JDBC
Important Capabilities
Capability | Status | Notes |
---|---|---|
Asset Containers | ✅ | Enabled by default |
Detect Deleted Entities | ✅ | Optionally enabled via stateful_ingestion.remove_stale_metadata |
Platform Instance | ✅ | Enabled by default |
Table-Level Lineage | ✅ | Enabled by default |
The JDBC source plugin provides comprehensive metadata extraction capabilities for JDBC-compliant databases. It supports:
- Extraction of database structure (tables, views, columns)
- Schema metadata including data types and constraints
- View definitions and dependencies
- Stored procedures (optional)
- SSL connections with certificate management
- Maven-based driver management
- Flexible pattern matching for schema/table filtering
The plugin uses Java Database Connectivity (JDBC) APIs through JPype and JayDeBeApi, allowing it to support any database with a JDBC driver. It handles connection pooling, retries, and proper resource cleanup to ensure reliable metadata extraction.
Setup
This integration pulls metadata from databases via JDBC connections. It supports various database systems through their respective JDBC drivers.
You'll need:
- A running database instance that you want to connect to
- The appropriate JDBC driver for your database
- Valid credentials with permissions to read metadata
Steps to Get Started
JDBC Driver Setup:
- Option 1: Download the JDBC driver JAR file for your database
- Option 2: Use Maven coordinates to automatically download the driver
Permissions Required:
- READ access to system catalogs/metadata views
- Ability to execute metadata queries
- Access to relevant schemas and tables
Connection Information:
- JDBC connection URL
- Username and password (if using basic authentication)

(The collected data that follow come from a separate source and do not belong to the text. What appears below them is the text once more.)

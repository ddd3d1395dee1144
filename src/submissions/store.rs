use anyhow::{anyhow, Context, Result};
use chrono::{DateTime, Utc};

use crate::{
    db::{
        helpers::{format_timestamp, parse_datetime},
        Database,
    },
    log_error, log_info, log_warn,
    models::{SubmissionInput, SubmissionRecord, SubmissionStats, SubmissionStatus},
    submissions::export::{self, CsvExport, ExportArtifact},
};

const ENABLE_LOGS: bool = true;

/// Slot holding the whole submission collection.
pub const STORAGE_KEY: &str = "ruoxi_contact_submissions";

pub const CLEAR_PROMPT: &str = "确定要清空所有提交记录吗？此操作不可恢复！";

/// Result of reading the persisted collection.
#[derive(Debug, Clone, PartialEq, Eq)]
pub enum LoadOutcome {
    Loaded(Vec<SubmissionRecord>),
    /// Nothing has been saved yet, or the collection was cleared.
    Missing,
    /// The slot exists but does not decode as a submission list.
    Corrupt { reason: String },
    /// The persistent area could not be read at all.
    Unavailable { reason: String },
}

#[derive(Debug, Clone, PartialEq, Eq)]
pub enum ClearOutcome {
    Cleared,
    Declined,
    Failed { reason: String },
}

/// Yes/no gate consulted before destructive operations.
pub trait ConfirmGate {
    fn confirm(&self, prompt: &str) -> bool;
}

impl<F> ConfirmGate for F
where
    F: Fn(&str) -> bool,
{
    fn confirm(&self, prompt: &str) -> bool {
        self(prompt)
    }
}

#[derive(Debug, Clone, Default, PartialEq, Eq)]
pub struct SubmissionFilter {
    pub status: Option<SubmissionStatus>,
    /// Inclusive lower bound on the submission timestamp.
    pub since: Option<DateTime<Utc>>,
    /// Case-insensitive text matched against name, email, company and message.
    pub query: Option<String>,
}

impl SubmissionFilter {
    pub fn matches(&self, record: &SubmissionRecord) -> bool {
        if let Some(status) = self.status {
            if record.status != status {
                return false;
            }
        }

        if let Some(since) = self.since {
            match parse_datetime(&record.timestamp, "timestamp") {
                Ok(at) if at >= since => {}
                _ => return false,
            }
        }

        if let Some(query) = self.query.as_deref() {
            let needle = query.to_lowercase();
            let haystacks = [
                &record.name,
                &record.email,
                &record.company,
                &record.message,
            ];
            if !haystacks
                .iter()
                .any(|field| field.to_lowercase().contains(&needle))
            {
                return false;
            }
        }

        true
    }
}

/// Append-only log of contact-form submissions kept in one persistent slot.
///
/// Every mutation rewrites the whole collection. Read and persistence
/// failures are logged and degrade to an empty collection or a no-op.
#[derive(Clone)]
pub struct SubmissionStore {
    db: Database,
    key: String,
}

impl SubmissionStore {
    pub fn new(db: Database) -> Self {
        Self::with_key(db, STORAGE_KEY)
    }

    pub fn with_key(db: Database, key: impl Into<String>) -> Self {
        Self {
            db,
            key: key.into(),
        }
    }

    pub fn key(&self) -> &str {
        &self.key
    }

    /// Append a submission and return the stored record.
    ///
    /// Read, append and write happen in one transaction on the database
    /// thread, so concurrent saves never drop each other's records.
    pub async fn try_save(&self, input: SubmissionInput) -> Result<SubmissionRecord> {
        let now = Utc::now();
        self.db
            .update_slot(&self.key, move |current| {
                let mut records = match decode_collection(current) {
                    LoadOutcome::Loaded(records) => records,
                    LoadOutcome::Corrupt { reason } => {
                        log_warn!("Discarding unreadable submission data: {reason}");
                        Vec::new()
                    }
                    _ => Vec::new(),
                };

                let id = next_id(&records, now.timestamp_millis())?;
                let record = SubmissionRecord::new(id, input, format_timestamp(now));
                records.push(record.clone());

                let encoded =
                    serde_json::to_string(&records).context("failed to encode submissions")?;
                Ok((encoded, record))
            })
            .await
    }

    /// Append a submission. Returns `false` (after logging) when it could not be persisted.
    pub async fn save(&self, input: SubmissionInput) -> bool {
        match self.try_save(input).await {
            Ok(record) => {
                log_info!("Saved submission {} ({})", record.id, record.email);
                true
            }
            Err(err) => {
                log_error!("Failed to save submission: {err:#}");
                false
            }
        }
    }

    pub async fn load(&self) -> LoadOutcome {
        match self.db.read_slot(&self.key).await {
            Ok(raw) => decode_collection(raw),
            Err(err) => LoadOutcome::Unavailable {
                reason: format!("{err:#}"),
            },
        }
    }

    /// All submissions in insertion order, empty when nothing readable is stored.
    pub async fn list(&self) -> Vec<SubmissionRecord> {
        match self.load().await {
            LoadOutcome::Loaded(records) => records,
            LoadOutcome::Missing => Vec::new(),
            LoadOutcome::Corrupt { reason } => {
                log_warn!("Stored submissions are unreadable: {reason}");
                Vec::new()
            }
            LoadOutcome::Unavailable { reason } => {
                log_error!("Failed to read submissions: {reason}");
                Vec::new()
            }
        }
    }

    pub async fn list_filtered(&self, filter: &SubmissionFilter) -> Vec<SubmissionRecord> {
        self.list()
            .await
            .into_iter()
            .filter(|record| filter.matches(record))
            .collect()
    }

    pub async fn find(&self, id: i64) -> Option<SubmissionRecord> {
        self.list().await.into_iter().find(|record| record.id == id)
    }

    pub async fn stats(&self) -> SubmissionStats {
        SubmissionStats::from_records(&self.list().await)
    }

    pub async fn export_json(&self, now: DateTime<Utc>) -> Result<ExportArtifact> {
        export::json_artifact(&self.list().await, now)
    }

    pub async fn export_csv(&self, now: DateTime<Utc>) -> CsvExport {
        export::csv_artifact(&self.list().await, now)
    }

    /// Delete the whole collection once `gate` confirms.
    pub async fn clear_all(&self, gate: &dyn ConfirmGate) -> ClearOutcome {
        if !gate.confirm(CLEAR_PROMPT) {
            return ClearOutcome::Declined;
        }

        match self.db.delete_slot(&self.key).await {
            Ok(existed) => {
                log_info!("Cleared submissions (slot present: {existed})");
                ClearOutcome::Cleared
            }
            Err(err) => {
                log_error!("Failed to clear submissions: {err:#}");
                ClearOutcome::Failed {
                    reason: format!("{err:#}"),
                }
            }
        }
    }
}

fn decode_collection(raw: Option<String>) -> LoadOutcome {
    let raw = match raw {
        Some(raw) if !raw.trim().is_empty() => raw,
        _ => return LoadOutcome::Missing,
    };

    match serde_json::from_str::<Vec<SubmissionRecord>>(&raw) {
        Ok(records) => LoadOutcome::Loaded(records),
        Err(err) => LoadOutcome::Corrupt {
            reason: err.to_string(),
        },
    }
}

/// Wall-clock millis, bumped past the newest stored id when the clock has not advanced.
fn next_id(records: &[SubmissionRecord], now_millis: i64) -> Result<i64> {
    match records.iter().map(|record| record.id).max() {
        Some(max) if now_millis <= max => max
            .checked_add(1)
            .ok_or_else(|| anyhow!("submission id space exhausted after {max}")),
        _ => Ok(now_millis),
    }
}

- SSL configuration (if required)
- Any additional JDBC properties needed for your specific database
CLI based Ingestion
Install the Plugin
The jdbc
source works out of the box with acryl-datahub
.
Starter Recipe
Check out the following recipe to get started with ingestion! See below for full configuration options.
For general pointers on writing and running a recipe, see our main recipe guide.
source:
type: jdbc
config:
# JDBC Driver Configuration
driver:
driver_class: org.postgresql.Driver # Replace with your database's driver class
# Either specify maven_coordinates or driver_path
maven_coordinates: org.postgresql:postgresql:42.7.1
# driver_path: "/path/to/driver.jar"
# Connection Configuration
connection:
uri: "jdbc:postgresql://localhost:5432//mydb" # Replace with your database URI
username: "user"
password: "pass"
# Optional SSL Configuration
ssl_config:
cert_path: "/path/to/cert"
# cert_type: "pem" # pem, jks, or p12
# cert_password: ""
# Additional JDBC Properties
properties:
applicationName: "datahub_jdbc_ingestion"
# Additional JVM Arguments
jvm_args:
- "-Xmx1g"
- "-Djavax.net.ssl.trustStore=/etc/ssl/certs/java/cacerts"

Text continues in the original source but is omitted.